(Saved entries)
· · · · ·
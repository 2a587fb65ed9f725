//! User-facing notifications for settled mutations.
//!
//! # Invariants
//! - Every settled error yields a short message distinct per operation kind.
//! - Messages are plain language and carry no internal error detail.

use crate::cache::transition::MutationKind;
use crate::model::task::{Task, TaskId};
use log::{info, warn};
use parking_lot::Mutex;

#[derive(Debug, Clone, Copy, PartialEq, Eq)]
pub enum NotificationLevel {
    Success,
    Error,
}

#[derive(Debug, Clone, PartialEq, Eq)]
pub struct Notification {
    pub level: NotificationLevel,
    pub op: MutationKind,
    pub task_id: Option<TaskId>,
    pub message: String,
}

/// Toast-equivalent sink owned by the presentation layer.
pub trait Notifier {
    fn notify(&self, notification: &Notification);
}

/// Writes notifications to the log; used when no UI sink is attached.
#[derive(Debug, Default)]
pub struct LogNotifier;

impl Notifier for LogNotifier {
    fn notify(&self, notification: &Notification) {
        match notification.level {
            NotificationLevel::Success => info!(
                "event=notify module=service status=success op={} message={}",
                notification.op, notification.message
            ),
            NotificationLevel::Error => warn!(
                "event=notify module=service status=error op={} message={}",
                notification.op, notification.message
            ),
        }
    }
}

/// Keeps notifications in memory for later inspection.
#[derive(Debug, Default)]
pub struct MemoryNotifier {
    received: Mutex<Vec<Notification>>,
}

impl MemoryNotifier {
    pub fn new() -> Self {
        Self::default()
    }

    pub fn take(&self) -> Vec<Notification> {
        std::mem::take(&mut *self.received.lock())
    }

    pub fn messages(&self) -> Vec<String> {
        self.received
            .lock()
            .iter()
            .map(|notification| notification.message.clone())
            .collect()
    }
}

impl Notifier for MemoryNotifier {
    fn notify(&self, notification: &Notification) {
        self.received.lock().push(notification.clone());
    }
}

/// Error text per operation kind.
pub fn error_message(op: MutationKind) -> &'static str {
    match op {
        MutationKind::ToggleComplete => "Could not update the task status.",
        MutationKind::ToggleHidden => "Could not update visibility.",
        MutationKind::SetFeedback => "Could not save your feedback.",
        MutationKind::Restore => "Could not restore the task.",
        MutationKind::AddComment => "Could not add the comment.",
        MutationKind::DeleteComment => "Could not delete the comment.",
        MutationKind::CreateTask => "Could not create the task.",
        MutationKind::DeleteTask => "Could not delete the task.",
    }
}

/// Confirmation text describing the new state.
///
/// `task` is the reconciled record for task-level operations.
pub fn success_message(op: MutationKind, task: Option<&Task>) -> &'static str {
    match (op, task) {
        (MutationKind::ToggleComplete, Some(task)) if task.completed => "Task completed.",
        (MutationKind::ToggleComplete, _) => "Task moved back to your list.",
        (MutationKind::ToggleHidden, Some(task)) if task.hidden => "Task hidden.",
        (MutationKind::ToggleHidden, _) => "Task is visible again.",
        (MutationKind::SetFeedback, Some(task)) if task.feedback.is_none() => {
            "Feedback cleared."
        }
        (MutationKind::SetFeedback, _) => "Feedback saved.",
        (MutationKind::Restore, _) => "Task restored to your list.",
        (MutationKind::AddComment, _) => "Comment added.",
        (MutationKind::DeleteComment, _) => "Comment deleted.",
        (MutationKind::CreateTask, _) => "Task created.",
        (MutationKind::DeleteTask, _) => "Task deleted.",
    }
}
· · · · ·
**Problem to solve:** From the data above, show each line that contains "Debug".

**Result:**
#[derive(Debug, Clone, Copy, PartialEq, Eq)]
#[derive(Debug, Clone, PartialEq, Eq)]
#[derive(Debug, Default)]
#[derive(Debug, Default)]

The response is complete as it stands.